● **WHAT YOU HAVE TO DO**
Look through the data below. Collect every line where the word "false" occurs.

....

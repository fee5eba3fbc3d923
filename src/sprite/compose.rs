//! Decoding sources, blitting the sheet, encoding the PNG.
//!
//! | Operation | Crate / function |
//! |---|---|
//! | Decode (PNG, JPEG, GIF, WebP) | `image::ImageReader` |
//! | Blit | `image::imageops::replace` onto a transparent RGBA canvas |
//! | Encode | `PngEncoder` with `CompressionType::Best` + adaptive filtering |
//!
//! The encode step is the compression pass: lossless, maximum deflate
//! effort, per-row filter selection.

use super::SpriteError;
use super::packer::Layout;
use crate::layout::sorted_matching;
use image::codecs::png::{CompressionType, FilterType, PngEncoder};
use image::{ExtendedColorType, ImageEncoder, ImageReader, RgbaImage};
use std::path::{Path, PathBuf};

/// Extensions treated as sprite sources; anything else in the folder is
/// ignored.
pub const SOURCE_EXTENSIONS: &[&str] = &["png", "jpg", "jpeg", "gif", "webp"];

pub fn is_sprite_source(path: &Path) -> bool {
    path.extension()
        .and_then(|e| e.to_str())
        .is_some_and(|e| SOURCE_EXTENSIONS.iter().any(|s| e.eq_ignore_ascii_case(s)))
}

/// Sprite sources directly inside `dir`, sorted. Missing `dir` is empty.
pub fn list_sources(dir: &Path) -> Result<Vec<PathBuf>, SpriteError> {
    if !dir.is_dir() {
        return Ok(Vec::new());
    }
    let entries = std::fs::read_dir(dir)?.map(|e| e.map(|e| e.path()));
    Ok(sorted_matching(entries, |p| p.is_file() && is_sprite_source(p))?)
}

/// Decode one source image to RGBA.
pub fn load_source(path: &Path) -> Result<RgbaImage, SpriteError> {
    let decode_err = |e: image::ImageError| SpriteError::Decode {
        path: path.to_path_buf(),
        reason: e.to_string(),
    };
    let image = ImageReader::open(path)?
        .with_guessed_format()?
        .decode()
        .map_err(decode_err)?;
    Ok(image.to_rgba8())
}

/// Blit `images` (same order as `layout.items`) onto a transparent sheet.
pub fn compose(layout: &Layout, images: &[RgbaImage]) -> RgbaImage {
    let mut sheet = RgbaImage::new(layout.width, layout.height);
    for (item, image) in layout.items.iter().zip(images) {
        image::imageops::replace(&mut sheet, image, i64::from(item.x), i64::from(item.y));
    }
    sheet
}

/// Encode the sheet as a maximally compressed PNG.
pub fn encode_png(sheet: &RgbaImage) -> Result<Vec<u8>, SpriteError> {
    let mut bytes = Vec::new();
    PngEncoder::new_with_quality(&mut bytes, CompressionType::Best, FilterType::Adaptive)
        .write_image(
            sheet.as_raw(),
            sheet.width(),
            sheet.height(),
            ExtendedColorType::Rgba8,
        )
        .map_err(|e| SpriteError::Encode(e.to_string()))?;
    Ok(bytes)
}
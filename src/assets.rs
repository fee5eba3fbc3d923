//! Asset merging and stylesheet/script concatenation.
//!
//! Both halves of the build that only move bytes around live here. Global
//! sources always come first so a pair can override them: a pair asset with
//! the same relative path replaces the global one, and pair CSS rules follow
//! the global rules in the cascade.
//!
//! ```text
//! src/global/assets/**          ─┐
//! src/variants/v/s/assets/**    ─┴─▶ dev/v/s/assets/**    (minus assets/sprites/)
//! src/global/styles/*.css       ─┐
//! src/variants/v/s/*.css        ─┴─▶ dev/v/s/screen.css
//! src/global/scripts/**/*.js    ─┐
//! src/variants/v/s/*.js         ─┴─▶ dev/v/s/scripts.min.js
//! ```
//!
//! Concatenation is a straight join with `\n` between files; nothing is
//! minified despite the default script name.

use crate::fsio::{copy_file, write_synced};
use crate::layout::files_with_extension;
use crate::sprite::SPRITE_SOURCE_DIR;
use std::path::{Path, PathBuf};
use thiserror::Error;
use walkdir::WalkDir;

#[derive(Error, Debug)]
pub enum AssetError {
    #[error("IO error on {path}: {source}")]
    Io {
        path: PathBuf,
        #[source]
        source: std::io::Error,
    },
    #[error("cannot walk {path}: {source}")]
    Walk {
        path: PathBuf,
        #[source]
        source: walkdir::Error,
    },
}

fn io_err(path: &Path) -> impl FnOnce(std::io::Error) -> AssetError + '_ {
    move |source| AssetError::Io {
        path: path.to_path_buf(),
        source,
    }
}

/// One concatenated output file.
#[derive(Debug, Clone, PartialEq, Eq)]
pub struct Concatenated {
    pub path: PathBuf,
    /// Inputs in the order they were joined.
    pub parts: Vec<PathBuf>,
    pub bytes: u64,
}

// ============================================================================
// Merge
// ============================================================================

/// Copy every file below `src` into `dst`, keeping relative paths.
///
/// Directories for which `skip` returns true are not descended into. A
/// missing `src` copies nothing.
fn copy_tree(src: &Path, dst: &Path, skip: impl Fn(&Path) -> bool) -> Result<usize, AssetError> {
    if !src.is_dir() {
        return Ok(0);
    }
    let mut copied = 0;
    let walker = WalkDir::new(src)
        .sort_by_file_name()
        .into_iter()
        .filter_entry(|e| !(e.file_type().is_dir() && skip(e.path())));
    for entry in walker {
        let entry = entry.map_err(|source| AssetError::Walk {
            path: src.to_path_buf(),
            source,
        })?;
        if !entry.file_type().is_file() {
            continue;
        }
        // WalkDir yields paths rooted at `src`.
        let Ok(rel) = entry.path().strip_prefix(src) else {
            continue;
        };
        let target = dst.join(rel);
        copy_file(entry.path(), &target).map_err(io_err(&target))?;
        copied += 1;
    }
    Ok(copied)
}

/// Merge global and pair assets into `<out_dir>/assets/`.
///
/// Global files are copied first, then the pair's, so pair files win on a
/// name clash. The pair's sprite sources are never copied. Files already in
/// the destination are left alone unless overwritten. Returns the number of
/// copy operations.
pub fn merge_assets(global_dir: &Path, pair_dir: &Path, out_dir: &Path) -> Result<usize, AssetError> {
    let dst = out_dir.join("assets");
    let global = copy_tree(&global_dir.join("assets"), &dst, |_| false)?;
    let sprites = pair_dir.join(SPRITE_SOURCE_DIR);
    let own = copy_tree(&pair_dir.join("assets"), &dst, |p| p == sprites)?;
    tracing::debug!(global, own, dst = %dst.display(), "assets merged");
    Ok(global + own)
}

// ============================================================================
// Concatenation
// ============================================================================

/// Every `*.<ext>` file below `dir`, sorted by relative path.
fn files_recursive(dir: &Path, ext: &str) -> Result<Vec<PathBuf>, AssetError> {
    if !dir.is_dir() {
        return Ok(Vec::new());
    }
    let mut files = Vec::new();
    for entry in WalkDir::new(dir) {
        let entry = entry.map_err(|source| AssetError::Walk {
            path: dir.to_path_buf(),
            source,
        })?;
        let matches = entry
            .path()
            .extension()
            .is_some_and(|e| e.eq_ignore_ascii_case(ext));
        if entry.file_type().is_file() && matches {
            files.push(entry.into_path());
        }
    }
    files.sort();
    Ok(files)
}

fn concat_into(parts: Vec<PathBuf>, out: &Path) -> Result<Concatenated, AssetError> {
    let mut joined = Vec::new();
    for (i, part) in parts.iter().enumerate() {
        if i > 0 {
            joined.push(b'\n');
        }
        joined.extend(std::fs::read(part).map_err(io_err(part))?);
    }
    write_synced(out, &joined).map_err(io_err(out))?;
    Ok(Concatenated {
        path: out.to_path_buf(),
        parts,
        bytes: joined.len() as u64,
    })
}

/// `<global>/styles/*.css` then `<pair>/*.css`, joined into `out`.
///
/// `out` is written even when there is nothing to join.
pub fn concat_styles(global_dir: &Path, pair_dir: &Path, out: &Path) -> Result<Concatenated, AssetError> {
    let styles = global_dir.join("styles");
    let mut parts = files_with_extension(&styles, "css").map_err(io_err(&styles))?;
    parts.extend(files_with_extension(pair_dir, "css").map_err(io_err(pair_dir))?);
    concat_into(parts, out)
}

/// `<global>/scripts/**/*.js` then `<pair>/*.js`, joined into `out`.
pub fn concat_scripts(global_dir: &Path, pair_dir: &Path, out: &Path) -> Result<Concatenated, AssetError> {
    let mut parts = files_recursive(&global_dir.join("scripts"), "js")?;
    parts.extend(files_with_extension(pair_dir, "js").map_err(io_err(pair_dir))?);
    concat_into(parts, out)
}
/// Returns a fully-commented stock `config.toml` with all keys and explanations.
///
/// Used by the `gen-config` CLI command.
pub fn stock_config_toml() -> &'static str {
    r##"# adpack Configuration
# ====================
# All settings are optional. Remove or comment out any you don't need.
# Values shown below are the defaults. Paths are relative to the project root.
# Unknown keys will cause an error.

# ---------------------------------------------------------------------------
# Locations
# ---------------------------------------------------------------------------
[paths]
# One folder per variant, one folder per size inside it:
#   src/variants/<variant>/<size>/
variants = "src/variants"

# Shared sources merged into every size:
#   assets/**  styles/*.css  scripts/**/*.js
global = "src/global"

# Build output, mirrors <variant>/<size>/. Emptied by `clean` and `build`.
dev = "dev"

# Archive output, one zip per size. Emptied by `clean` and `build`.
dist = "dist"

# Project descriptor supplying version, author, description and
# meta.client / meta.campaign. JSON (package.json) or TOML.
descriptor = "package.json"

# ---------------------------------------------------------------------------
# Sprite sheets (`makesprites`)
# ---------------------------------------------------------------------------
[sprites]
# Transparent pixels between packed images.
padding = 1

# Composite image, written to <variant>/<size>/assets/.
image_name = "txtsprite.png"

# Position rules, written to <variant>/<size>/ and bundled like any
# other stylesheet of that size.
css_name = "txtsprite.css"

# Each image gets the class .<class_prefix><file stem>.
class_prefix = "icon-"

# ---------------------------------------------------------------------------
# Bundling (`build`)
# ---------------------------------------------------------------------------
[build]
# Global then per-size stylesheets, concatenated.
stylesheet = "screen.css"

# Global then per-size scripts, concatenated (not minified).
script = "scripts.min.js"

# Size folders must be named <width>x<height>. With the default (true),
# a folder without dimensions, including the "tablet" size that
# `makesprites` skips, fails `build`. Projects with such folders set this
# to false: they then build with empty {{width}} / {{height}} and a warning.
strict_sizes = true

# ---------------------------------------------------------------------------
# Archives (`zip`)
# ---------------------------------------------------------------------------
[archive]
# Deflate level 1-9, 9 being smallest. 0 stores files uncompressed.
compression_level = 9

# ---------------------------------------------------------------------------
# Processing
# ---------------------------------------------------------------------------
[processing]
# Maximum parallel workers.
# Omit or comment out to auto-detect (= number of CPU cores).
# max_processes = 4
"##
}
//! Shared test utilities for the adpack test suite.
//!
//! Builds a small but complete creative project in a temp directory, so
//! stage tests run against real files without checked-in fixtures:
//!
//! ```text
//! package.json                      Acme / Spring / 1.2.0
//! src/global/
//!   assets/fonts/brand.woff
//!   styles/reset.css
//!   scripts/main.js, scripts/lib/tween.js
//! src/variants/
//!   susan/300x250/   template, css, js, logo.png, 2 sprites
//!   susan/728x90/    template, css, 1 sprite
//!   thomas/300x250/  template, css, no sprites folder
//! ```
//!
//! [`add_tablet`] adds `susan/tablet`, a size without dimensions.
//!
//! # Usage
//!
//! ```rust
//! use crate::test_helpers::*;
//!
//! let project = setup_project();
//! let paths = PathsConfig::default().resolve(project.path());
//! assert_eq!(read(&paths.variants, "susan/300x250/banner.css"), BANNER_CSS_300);
//! ```

use crate::metadata::{Author, Campaign, Metadata};
use image::{Rgba, RgbaImage};
use std::fs;
use std::path::Path;
use tempfile::TempDir;

pub const RESET_CSS: &str = "/* reset */\nhtml,body{margin:0}";
pub const BANNER_CSS_300: &str = ".banner{width:300px;height:250px}";

pub const TEMPLATE: &str = r#"<!DOCTYPE html>
<html>
<head>
  <meta charset="utf-8">
  <meta name="ad.size" content="width={{width}},height={{height}}">
  <meta name="author" content="{{author}}">
  <meta name="description" content="{{description}}">
  <title>{{title}}</title>
  <!-- inject:css -->
  <!-- endinject -->
</head>
<body>
  <div class="banner" data-version="{{version}}"></div>
  <!-- inject:js -->
  <!-- endinject -->
</body>
</html>
"#;

const PACKAGE_JSON: &str = r#"{
  "name": "spring-launch",
  "version": "1.2.0",
  "author": "Studio North",
  "description": "Spring banners",
  "meta": { "client": "Acme", "campaign": "Spring" },
  "devDependencies": { "gulp": "^3.9.0" }
}
"#;

// =========================================================================
// Fixture setup
// =========================================================================

/// Metadata matching the fixture's `package.json`.
pub fn sample_metadata() -> Metadata {
    Metadata {
        version: "1.2.0".into(),
        author: Author::Name("Studio North".into()),
        description: "Spring banners".into(),
        meta: Campaign {
            client: "Acme".into(),
            campaign: "Spring".into(),
        },
    }
}

/// Write `content` to `root/rel`, creating parents.
pub fn write_file(root: &Path, rel: &str, content: &str) {
    let path = root.join(rel);
    fs::create_dir_all(path.parent().unwrap()).unwrap();
    fs::write(path, content).unwrap();
}

/// Write a solid-colour PNG to `root/rel`.
pub fn write_png(root: &Path, rel: &str, width: u32, height: u32, color: [u8; 4]) {
    let path = root.join(rel);
    fs::create_dir_all(path.parent().unwrap()).unwrap();
    RgbaImage::from_pixel(width, height, Rgba(color))
        .save(path)
        .unwrap();
}

/// Generate the fixture project in a fresh temp directory.
pub fn setup_project() -> TempDir {
    let tmp = TempDir::new().unwrap();
    let root = tmp.path();
    write_file(root, "package.json", PACKAGE_JSON);

    let global = root.join("src/global");
    write_file(&global, "assets/fonts/brand.woff", "font");
    write_file(&global, "styles/reset.css", RESET_CSS);
    write_file(&global, "scripts/main.js", "var ad = {};");
    write_file(&global, "scripts/lib/tween.js", "function tween() {}");

    let variants = root.join("src/variants");
    write_file(&variants, "susan/300x250/index.html", TEMPLATE);
    write_file(&variants, "susan/300x250/banner.css", BANNER_CSS_300);
    write_file(&variants, "susan/300x250/banner.js", "ad.size = '300x250';");
    write_png(&variants, "susan/300x250/assets/logo.png", 8, 8, [200, 0, 0, 255]);
    write_png(&variants, "susan/300x250/assets/sprites/headline.png", 40, 12, [0, 0, 0, 255]);
    write_png(&variants, "susan/300x250/assets/sprites/cta.png", 20, 8, [255, 255, 255, 255]);

    write_file(&variants, "susan/728x90/index.html", TEMPLATE);
    write_file(&variants, "susan/728x90/banner.css", ".banner{width:728px}");
    write_png(&variants, "susan/728x90/assets/sprites/headline.png", 60, 10, [0, 0, 0, 255]);

    write_file(&variants, "thomas/300x250/index.html", TEMPLATE);
    write_file(&variants, "thomas/300x250/banner.css", ".banner{color:red}");

    tmp
}

/// Add `susan/tablet`: a template and sprite sources but no dimensions.
pub fn add_tablet(root: &Path) {
    let variants = root.join("src/variants");
    write_file(&variants, "susan/tablet/index.html", TEMPLATE);
    write_png(&variants, "susan/tablet/assets/sprites/headline.png", 30, 30, [0, 0, 0, 255]);
}

// =========================================================================
// Lookups
// =========================================================================

/// Read `root/rel` as UTF-8. Panics with the path on failure.
pub fn read(root: &Path, rel: &str) -> String {
    let path = root.join(rel);
    fs::read_to_string(&path).unwrap_or_else(|e| panic!("cannot read {}: {e}", path.display()))
}

/// Sorted entry names of a directory.
pub fn list_dir(dir: &Path) -> Vec<String> {
    let mut names: Vec<String> = fs::read_dir(dir)
        .unwrap_or_else(|e| panic!("cannot list {}: {e}", dir.display()))
        .map(|e| e.unwrap().file_name().to_string_lossy().into_owned())
        .collect();
    names.sort();
    names
}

....

● **RESULT FOR THIS TASK**
    let global = copy_tree(&global_dir.join("assets"), &dst, |_| false)?;
# to false: they then build with empty {{width}} / {{height}} and a warning.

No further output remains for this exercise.